Part of the reason why I loved the first four episodes of this season so much is that they presented this same kind of fleshy character without a darker narrative to train them. This particular episode made me dream of a really procedural season of Jessica Jones, one that featured these characters and moral issues, but in a setting that is not so closely related to a boring Big Bad.
Jessica Jones It did not make me realize that Sallinger is really an intellectual brain. His victories seem fortuitous or accidental rather than shocking and intelligent. In fact, according to this episode, he would have actively miscalculated the fact that it would be Trish who would follow him, not Jessica. The fact that Trish does not wear his mask when she attacked and that Jessica arrived just in time to prevent him from killing him are two things he was very lucky in, not intentional parts of his plan. And what was his initial plan anyway? Was he going to let Jessica murder him and then use his photo shoot for revenge beyond the grave? This hardly makes it seem like a criminal brain that can not be stopped.
Speaking of murder …
Each season of these Marvel Netlix shows comes about every time I wish our non-lethal heroes just call Frank Castle for help with the assassination, as the stringent ethical rules of this season must pass to justify the maintenance of Sallinger alive is ridiculous. . If Jessica is absolutely determined not to let Trish go to jail to legally capture Sallinger, it is clear that the most ethical of his remaining options is to kill Sallinger rather than letting him kill countless people for a long time. countless years. Yet, for whatever reason, Sallinger's departure debate focuses solely on the injustice of not paying for his past crimes, and not on the threat of future damage he could inflict on society.
Speaking also of murder …
I knew that one episode of this spinning wheel had to end with a big cliffhanger for the season to pick up, and I was letting go of my head to try to figure out what it could be. Is Dorothy still alive? Could Trish find a huge clue in her mother's apartment? No, instead the cliffhanger is that Erik has murdered the random fiendish cop that has been featured in this episode, and Jessica may be blamed for that. Which one … agree? It sounds more like a shrug than a big unveiling, but I guess anything that gets us away from Sallinger and moves on to something new is a good thing.
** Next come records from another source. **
//! Video frames handed between the capture thread and the two loops.
//!
//! - `Frame`: RGB8 pixels plus dimensions and an optional source label.
//! - Frames are validated on construction; a frame that fails validation never
//!   reaches a tracker or the history store.

use anyhow::{anyhow, Context, Result};
use image::GenericImageView;

/// Upper bound on accepted encoded image size.
pub const MAX_ENCODED_BYTES: usize = 16 * 1024 * 1024;

/// Decoded RGB8 frame.
#[derive(Clone)]
pub struct Frame {
    pixels: Vec<u8>,
    pub width: u32,
    pub height: u32,
    /// Source label (image file name, stream name). Used in logs only.
    pub label: Option<String>,
}

impl Frame {
    pub fn new(pixels: Vec<u8>, width: u32, height: u32) -> Result<Self> {
        if width == 0 || height == 0 {
            return Err(anyhow!("frame dimensions must be non-zero"));
        }
        let expected = (width as usize)
            .checked_mul(height as usize)
            .and_then(|n| n.checked_mul(3))
            .ok_or_else(|| anyhow!("frame dimensions overflow"))?;
        if pixels.len() != expected {
            return Err(anyhow!(
                "frame pixel buffer is {} bytes, expected {} for {}x{} RGB",
                pixels.len(),
                expected,
                width,
                height
            ));
        }
        Ok(Self {
            pixels,
            width,
            height,
            label: None,
        })
    }

    /// Solid black frame.
    pub fn blank(width: u32, height: u32) -> Result<Self> {
        Self::new(vec![0u8; width as usize * height as usize * 3], width, height)
    }

    /// Decode an encoded image (JPEG or PNG).
    pub fn decode(bytes: &[u8]) -> Result<Self> {
        if bytes.is_empty() {
            return Err(anyhow!("empty image payload"));
        }
        if bytes.len() > MAX_ENCODED_BYTES {
            return Err(anyhow!(
                "image payload of {} bytes exceeds {} byte limit",
                bytes.len(),
                MAX_ENCODED_BYTES
            ));
        }
        let image = image::load_from_memory(bytes).context("decode image")?;
        let (width, height) = image.dimensions();
        let rgb = image.into_rgb8();
        Self::new(rgb.into_raw(), width, height)
    }

    pub fn with_label(mut self, label: impl Into<String>) -> Self {
        self.label = Some(label.into());
        self
    }

    pub fn pixels(&self) -> &[u8] {
        &self.pixels
    }

    pub fn byte_len(&self) -> usize {
        self.pixels.len()
    }
}

impl std::fmt::Debug for Frame {
    fn fmt(&self, f: &mut std::fmt::Formatter<'_>) -> std::fmt::Result {
        f.debug_struct("Frame")
            .field("width", &self.width)
            .field("height", &self.height)
            .field("label", &self.label)
            .finish_non_exhaustive()
    }
}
- Kith's son, Laurent, is a pretty well-written character, but you can feel that actor Michael Hsu Rosen is doing everything in his power to give a bizarre touch and personality to his performance, and I appreciate that .
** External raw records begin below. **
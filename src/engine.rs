//! Synchronous request/response entry points.
//!
//! `Engine` runs the same per-frame and narration steps as the scheduler's
//! loops, but on the caller's thread: one frame in, one report out. It holds
//! its own store and model handles, so it can be embedded behind any
//! transport without the scheduler.

use anyhow::{anyhow, Result};
use serde::Serialize;
use std::time::Instant;

use crate::detect::{resolve_object_id, DetectionPoint, ObjectId, ObjectTracker};
use crate::frame::Frame;
use crate::hazard::{self, Hazard, HazardClassifier, HazardConfig};
use crate::history::{HistoryStore, DEFAULT_HISTORY_CAPACITY, DEFAULT_MAX_MISSING_FRAMES};
use crate::movement::{MovementClassifier, MovementConfig};
use crate::narrate::{Narrator, SceneCaptioner};
use crate::scheduler::{cognitive, reflex};

pub use crate::scheduler::NarrationReport;

#[derive(Debug, Clone)]
pub struct EngineConfig {
    pub hazard: HazardConfig,
    pub movement: MovementConfig,
    pub history_capacity: usize,
    pub cleanup_interval_frames: u64,
    pub max_missing_frames: u64,
}

impl Default for EngineConfig {
    fn default() -> Self {
        Self {
            hazard: HazardConfig::default(),
            movement: MovementConfig::default(),
            history_capacity: DEFAULT_HISTORY_CAPACITY,
            cleanup_interval_frames: 30,
            max_missing_frames: DEFAULT_MAX_MISSING_FRAMES,
        }
    }
}

/// One detection as reported to callers.
#[derive(Clone, Debug, PartialEq, Serialize)]
pub struct DetectionSummary {
    pub object_id: ObjectId,
    pub track_id: Option<ObjectId>,
    pub class_name: String,
    pub confidence: f32,
    /// `[x1, y1, x2, y2]` in pixels.
    pub bbox: [f64; 4],
    pub center: (f64, f64),
    pub area: f64,
}

impl From<&DetectionPoint> for DetectionSummary {
    fn from(point: &DetectionPoint) -> Self {
        let b = point.bbox();
        Self {
            object_id: resolve_object_id(point),
            track_id: point.track_id(),
            class_name: point.class_name().to_string(),
            confidence: point.confidence(),
            bbox: [b.x1, b.y1, b.x2, b.y2],
            center: point.center(),
            area: point.area(),
        }
    }
}

#[derive(Clone, Debug, PartialEq, Serialize)]
pub struct FrameReport {
    pub frame_id: u64,
    pub timestamp: f64,
    pub detections: Vec<DetectionSummary>,
    pub hazards: Vec<Hazard>,
    /// Warning text when the hazards call for one. Cooldowns are not applied.
    pub warning: Option<String>,
    pub processing_ms: f64,
}

#[derive(Clone, Debug, PartialEq, Eq, Serialize)]
pub struct EngineStatus {
    pub tracker: &'static str,
    pub captioner: &'static str,
    pub narrator: &'static str,
    pub narrator_available: bool,
    pub frames_processed: u64,
    pub narrations: u64,
    pub tracked_objects: usize,
    pub latest_frame: u64,
}

pub struct Engine {
    tracker: Box<dyn ObjectTracker>,
    captioner: Box<dyn SceneCaptioner>,
    narrator: Box<dyn Narrator>,
    store: HistoryStore,
    classifier: HazardClassifier,
    movement: MovementClassifier,
    config: EngineConfig,
    last_frame_id: u64,
    frames_processed: u64,
    narrations: u64,
    narrator_available: bool,
    epoch: Instant,
}

impl Engine {
    pub fn new(
        config: EngineConfig,
        mut tracker: Box<dyn ObjectTracker>,
        captioner: Box<dyn SceneCaptioner>,
        narrator: Box<dyn Narrator>,
    ) -> Result<Self> {
        tracker.warm_up()?;
        let narrator_available = narrator.check_connection();
        if !narrator_available {
            log::warn!("narrator {} unreachable; narration falls back to captions", narrator.name());
        }
        Ok(Self {
            tracker,
            captioner,
            narrator,
            store: HistoryStore::new(config.history_capacity),
            classifier: HazardClassifier::new(config.hazard.clone()),
            movement: MovementClassifier::new(config.movement.clone()),
            config,
            last_frame_id: 0,
            frames_processed: 0,
            narrations: 0,
            narrator_available,
            epoch: Instant::now(),
        })
    }

    pub fn store(&self) -> &HistoryStore {
        &self.store
    }

    /// Track and classify one frame.
    ///
    /// Without an explicit id the frame gets the next one in sequence; without
    /// a timestamp it is stamped with seconds since the engine was created.
    pub fn process_frame(
        &mut self,
        frame: &Frame,
        frame_id: Option<u64>,
        timestamp: Option<f64>,
    ) -> Result<FrameReport> {
        let started = Instant::now();
        let frame_id = match frame_id {
            Some(id) => id,
            None => self
                .last_frame_id
                .checked_add(1)
                .ok_or_else(|| anyhow!("frame id sequence exhausted"))?,
        };
        let timestamp = timestamp.unwrap_or_else(|| self.epoch.elapsed().as_secs_f64());
        if !timestamp.is_finite() {
            return Err(anyhow!("frame timestamp must be finite"));
        }

        let observation = reflex::observe(
            self.tracker.as_mut(),
            &self.store,
            &self.classifier,
            frame,
            frame_id,
            timestamp,
        )?;
        self.last_frame_id = self.last_frame_id.max(frame_id);
        self.frames_processed += 1;

        let interval = self.config.cleanup_interval_frames;
        if interval > 0 && frame_id % interval == 0 {
            self.store
                .cleanup_stale(frame_id, self.config.max_missing_frames);
        }

        Ok(FrameReport {
            frame_id,
            timestamp,
            detections: observation.detections.iter().map(DetectionSummary::from).collect(),
            warning: hazard::warning_message(&observation.hazards),
            hazards: observation.hazards,
            processing_ms: started.elapsed().as_secs_f64() * 1000.0,
        })
    }

    /// Caption and narrate `frame` against the current history.
    pub fn narrate(&mut self, frame: &Frame) -> Result<NarrationReport> {
        let report = cognitive::describe_scene(
            self.captioner.as_mut(),
            self.narrator.as_mut(),
            &self.movement,
            &self.store,
            frame,
        )?;
        self.narrations += 1;
        self.narrator_available = report.narration.is_some();
        Ok(report)
    }

    pub fn status(&self) -> EngineStatus {
        EngineStatus {
            tracker: self.tracker.name(),
            captioner: self.captioner.name(),
            narrator: self.narrator.name(),
            narrator_available: self.narrator_available,
            frames_processed: self.frames_processed,
            narrations: self.narrations,
            tracked_objects: self.store.len(),
            latest_frame: self.store.latest_frame(),
        }
    }
}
- The whole of Mr. O. of Erik That he made black people sing without knowing their crimes. Yet, in this episode, he has a complete record of all the faults of Constable Carl Nussbaumer.
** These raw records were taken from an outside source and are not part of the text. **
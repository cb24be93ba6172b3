//! Local frame sources.
//!
//! - `SyntheticSource` (`stub://`): generated frames, no I/O.
//! - `DirectorySource`: decodes the image files of one directory in name order.

use anyhow::{anyhow, Context, Result};
use std::path::{Path, PathBuf};

use super::{FrameSource, SourceStats};
use crate::frame::Frame;

const IMAGE_EXTENSIONS: [&str; 3] = ["jpg", "jpeg", "png"];

/// Configuration for a synthetic source.
#[derive(Clone, Debug)]
pub struct SyntheticConfig {
    /// Source name (e.g., "stub://front_camera").
    pub url: String,
    pub width: u32,
    pub height: u32,
    /// Frames before end-of-stream; `None` never ends.
    pub frames: Option<u64>,
}

impl Default for SyntheticConfig {
    fn default() -> Self {
        Self {
            url: "stub://front_camera".to_string(),
            width: 1280,
            height: 720,
            frames: None,
        }
    }
}

/// Generated frames with a slowly shifting gradient.
pub struct SyntheticSource {
    config: SyntheticConfig,
    frame_count: u64,
    position: u64,
    connected: bool,
}

impl SyntheticSource {
    pub fn new(config: SyntheticConfig) -> Result<Self> {
        if !config.url.starts_with("stub://") {
            return Err(anyhow!("synthetic source url must start with stub://"));
        }
        if config.width == 0 || config.height == 0 {
            return Err(anyhow!("synthetic source dimensions must be non-zero"));
        }
        Ok(Self {
            config,
            frame_count: 0,
            position: 0,
            connected: false,
        })
    }

    fn generate_pixels(&self) -> Vec<u8> {
        let pixel_count = self.config.width as usize * self.config.height as usize * 3;
        (0..pixel_count)
            .map(|i| ((i as u64 + self.position) % 256) as u8)
            .collect()
    }
}

impl FrameSource for SyntheticSource {
    fn connect(&mut self) -> Result<()> {
        log::info!("frame source: connected to {} (synthetic)", self.config.url);
        self.connected = true;
        Ok(())
    }

    fn next_frame(&mut self) -> Result<Option<Frame>> {
        if !self.connected {
            return Err(anyhow!("synthetic source not connected; call connect() first"));
        }
        if self.config.frames.is_some_and(|limit| self.position >= limit) {
            return Ok(None);
        }
        let frame = Frame::new(self.generate_pixels(), self.config.width, self.config.height)?
            .with_label(self.config.url.clone());
        self.position += 1;
        self.frame_count += 1;
        Ok(Some(frame))
    }

    fn rewind(&mut self) -> Result<()> {
        self.position = 0;
        Ok(())
    }

    fn is_healthy(&self) -> bool {
        self.connected
    }

    fn stats(&self) -> SourceStats {
        SourceStats {
            frames_captured: self.frame_count,
            rewinds: 0,
            source: self.config.url.clone(),
        }
    }

    fn release(&mut self) {
        self.connected = false;
    }
}

/// Image files in a directory, replayed in file-name order.
pub struct DirectorySource {
    dir: PathBuf,
    files: Vec<PathBuf>,
    position: usize,
    frame_count: u64,
    last_error: Option<String>,
}

impl DirectorySource {
    pub fn new(dir: impl AsRef<Path>) -> Result<Self> {
        Ok(Self {
            dir: dir.as_ref().to_path_buf(),
            files: Vec::new(),
            position: 0,
            frame_count: 0,
            last_error: None,
        })
    }

    pub fn len(&self) -> usize {
        self.files.len()
    }

    pub fn is_empty(&self) -> bool {
        self.files.is_empty()
    }
}

impl FrameSource for DirectorySource {
    fn connect(&mut self) -> Result<()> {
        let entries = std::fs::read_dir(&self.dir)
            .with_context(|| format!("read image directory {}", self.dir.display()))?;
        let mut files = Vec::new();
        for entry in entries {
            let path = entry?.path();
            let is_image = path
                .extension()
                .and_then(|ext| ext.to_str())
                .is_some_and(|ext| IMAGE_EXTENSIONS.contains(&ext.to_lowercase().as_str()));
            if path.is_file() && is_image {
                files.push(path);
            }
        }
        if files.is_empty() {
            return Err(anyhow!("no images found in {}", self.dir.display()));
        }
        files.sort();
        log::info!(
            "frame source: {} images from {}",
            files.len(),
            self.dir.display()
        );
        self.files = files;
        self.position = 0;
        Ok(())
    }

    fn next_frame(&mut self) -> Result<Option<Frame>> {
        let Some(path) = self.files.get(self.position).cloned() else {
            return Ok(None);
        };
        self.position += 1;
        let decoded = std::fs::read(&path)
            .with_context(|| format!("read {}", path.display()))
            .and_then(|bytes| Frame::decode(&bytes).with_context(|| format!("decode {}", path.display())));
        match decoded {
            Ok(frame) => {
                self.frame_count += 1;
                self.last_error = None;
                let label = path
                    .file_name()
                    .map(|name| name.to_string_lossy().into_owned())
                    .unwrap_or_default();
                Ok(Some(frame.with_label(label)))
            }
            Err(e) => {
                self.last_error = Some(e.to_string());
                Err(e)
            }
        }
    }

    fn rewind(&mut self) -> Result<()> {
        self.position = 0;
        Ok(())
    }

    fn is_healthy(&self) -> bool {
        !self.files.is_empty() && self.last_error.is_none()
    }

    fn stats(&self) -> SourceStats {
        SourceStats {
            frames_captured: self.frame_count,
            rewinds: 0,
            source: self.dir.display().to_string(),
        }
    }
}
- Hogarth continues to be incredibly interesting in his moments of character dramas nuanced to incredibly uninteresting in his moments of wickedness to a note. In other words, she is better as an antihero than an anti-hero. In this episode, she finds Kith (at least on a professional level) and discovers Trish's secret identity in the non-replicated film that Malcolm gives him at the time of his resignation.
- I presume that the fact that Trish hired Hogarth as a lawyer causes a conflict of interest. Hogarth can not shoot his own client, right?
- While cleaning Sallinger's blood under Trish's nails, Jessica canned a little on a tissue. Expect the bloody Kleenex from Chekov to bear fruit later.